Brief:
Write out the records below once more, exactly as they stand.

Records shown:

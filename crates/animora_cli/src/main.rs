// SPDX-License-Identifier: MIT OR Apache-2.0
//! `animora` - headless timeline runner.
//!
//! Loads a timeline document, attaches a logging behavior to every clip and
//! either plays it at a fixed frame rate or scrubs it in preview mode.

mod args;

use animora_timeline::{FrameTime, PlayerEvent, TimelineDocument, TimelinePlayer, TracingClip};
use args::CliArgs;
use clap::Parser;
use std::cell::Cell;
use std::rc::Rc;
use tracing_subscriber::layer::SubscriberExt;
use tracing_subscriber::util::SubscriberInitExt;
use tracing_subscriber::EnvFilter;

fn main() {
    let args = CliArgs::parse();

    let env_filter = EnvFilter::try_from_default_env()
        .unwrap_or_else(|_| EnvFilter::new("animora=info,animora_timeline=debug"));

    tracing_subscriber::registry()
        .with(env_filter)
        .with(tracing_subscriber::fmt::layer())
        .init();

    tracing::info!("Starting animora v{}", env!("CARGO_PKG_VERSION"));

    let path = args.document.as_path();
    let document = match TimelineDocument::load(path) {
        Ok(document) => document,
        Err(e) => {
            tracing::error!("Failed to load {:?}: {e}", path);
            std::process::exit(1);
        }
    };

    let mut player = TimelinePlayer::from_document(document, |settings| {
        Box::new(TracingClip::new(settings.name.clone()))
    });
    for (id, reason) in player.clip_errors() {
        tracing::warn!("Clip {:?} will be skipped: {}", id, reason);
    }

    if args.preview {
        scrub(&mut player, &args);
    } else {
        play(&mut player, &args);
    }
}

fn play(player: &mut TimelinePlayer, args: &CliArgs) {
    let loops = Rc::new(Cell::new(0u32));
    let counter = Rc::clone(&loops);
    player.subscribe(move |event| {
        if let PlayerEvent::CompleteLoop { .. } = event {
            counter.set(counter.get() + 1);
        }
        Ok(())
    });

    let delta = 1.0 / args.fps;
    let max_frames = (args.max_seconds * args.fps).ceil() as u64;
    let mut frames = 0u64;

    player.play();
    while frames < max_frames {
        player.update(FrameTime::new(delta));
        frames += 1;
        if !player.is_playing() {
            break;
        }
    }

    if player.is_playing() {
        tracing::info!("Time limit of {}s reached, stopping", args.max_seconds);
        player.stop();
    }
    tracing::info!(
        "Ran '{}' for {} frames ({:.2}s simulated), {} loop(s) completed",
        player.name,
        frames,
        frames as f32 * delta,
        loops.get()
    );
}

fn scrub(player: &mut TimelinePlayer, args: &CliArgs) {
    let duration = player.timeline_duration();
    let step = 1.0 / args.fps;
    let steps = (duration / step).ceil() as u32;

    player.start_preview();
    for i in 0..=steps {
        player.evaluate_preview(i as f32 * step);
    }
    for i in (0..=steps).rev() {
        player.evaluate_preview(i as f32 * step);
    }
    player.stop_preview();
    tracing::info!("Scrubbed '{}' over {:.2}s and back", player.name, duration);
}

Your solution:
filename crates/animora_cli/src/main.rs
// SPDX-License-Identifier: MIT OR Apache-2.0
//! `animora` - headless timeline runner.
//!
//! Loads a timeline document, attaches a logging behavior to every clip and
//! either plays it at a fixed frame rate or scrubs it in preview mode.

mod args;

use animora_timeline::{FrameTime, PlayerEvent, TimelineDocument, TimelinePlayer, TracingClip};
use args::CliArgs;
use clap::Parser;
use std::cell::Cell;
use std::rc::Rc;
use tracing_subscriber::layer::SubscriberExt;
use tracing_subscriber::util::SubscriberInitExt;
use tracing_subscriber::EnvFilter;

fn main() {
    let args = CliArgs::parse();

    let env_filter = EnvFilter::try_from_default_env()
        .unwrap_or_else(|_| EnvFilter::new("animora=info,animora_timeline=debug"));

    tracing_subscriber::registry()
        .with(env_filter)
        .with(tracing_subscriber::fmt::layer())
        .init();

    tracing::info!("Starting animora v{}", env!("CARGO_PKG_VERSION"));

    let path = args.document.as_path();
    let document = match TimelineDocument::load(path) {
        Ok(document) => document,
        Err(e) => {
            tracing::error!("Failed to load {:?}: {e}", path);
            std::process::exit(1);
        }
    };

    let mut player = TimelinePlayer::from_document(document, |settings| {
        Box::new(TracingClip::new(settings.name.clone()))
    });
    for (id, reason) in player.clip_errors() {
        tracing::warn!("Clip {:?} will be skipped: {}", id, reason);
    }

    if args.preview {
        scrub(&mut player, &args);
    } else {
        play(&mut player, &args);
    }
}

fn play(player: &mut TimelinePlayer, args: &CliArgs) {
    let loops = Rc::new(Cell::new(0u32));
    let counter = Rc::clone(&loops);
    player.subscribe(move |event| {
        if let PlayerEvent::CompleteLoop { .. } = event {
            counter.set(counter.get() + 1);
        }
        Ok(())
    });

    let delta = 1.0 / args.fps;
    let max_frames = (args.max_seconds * args.fps).ceil() as u64;
    let mut frames = 0u64;

    player.play();
    while frames < max_frames {
        player.update(FrameTime::new(delta));
        frames += 1;
        if !player.is_playing() {
            break;
        }
    }

    if player.is_playing() {
        tracing::info!("Time limit of {}s reached, stopping", args.max_seconds);
        player.stop();
    }
    tracing::info!(
        "Ran '{}' for {} frames ({:.2}s simulated), {} loop(s) completed",
        player.name,
        frames,
        frames as f32 * delta,
        loops.get()
    );
}

fn scrub(player: &mut TimelinePlayer, args: &CliArgs) {
    let duration = player.timeline_duration();
    let step = 1.0 / args.fps;
    let steps = (duration / step).ceil() as u32;

    player.start_preview();
    for i in 0..=steps {
        player.evaluate_preview(i as f32 * step);
    }
    for i in (0..=steps).rev() {
        player.evaluate_preview(i as f32 * step);
    }
    player.stop_preview();
    tracing::info!("Scrubbed '{}' over {:.2}s and back", player.name, duration);
}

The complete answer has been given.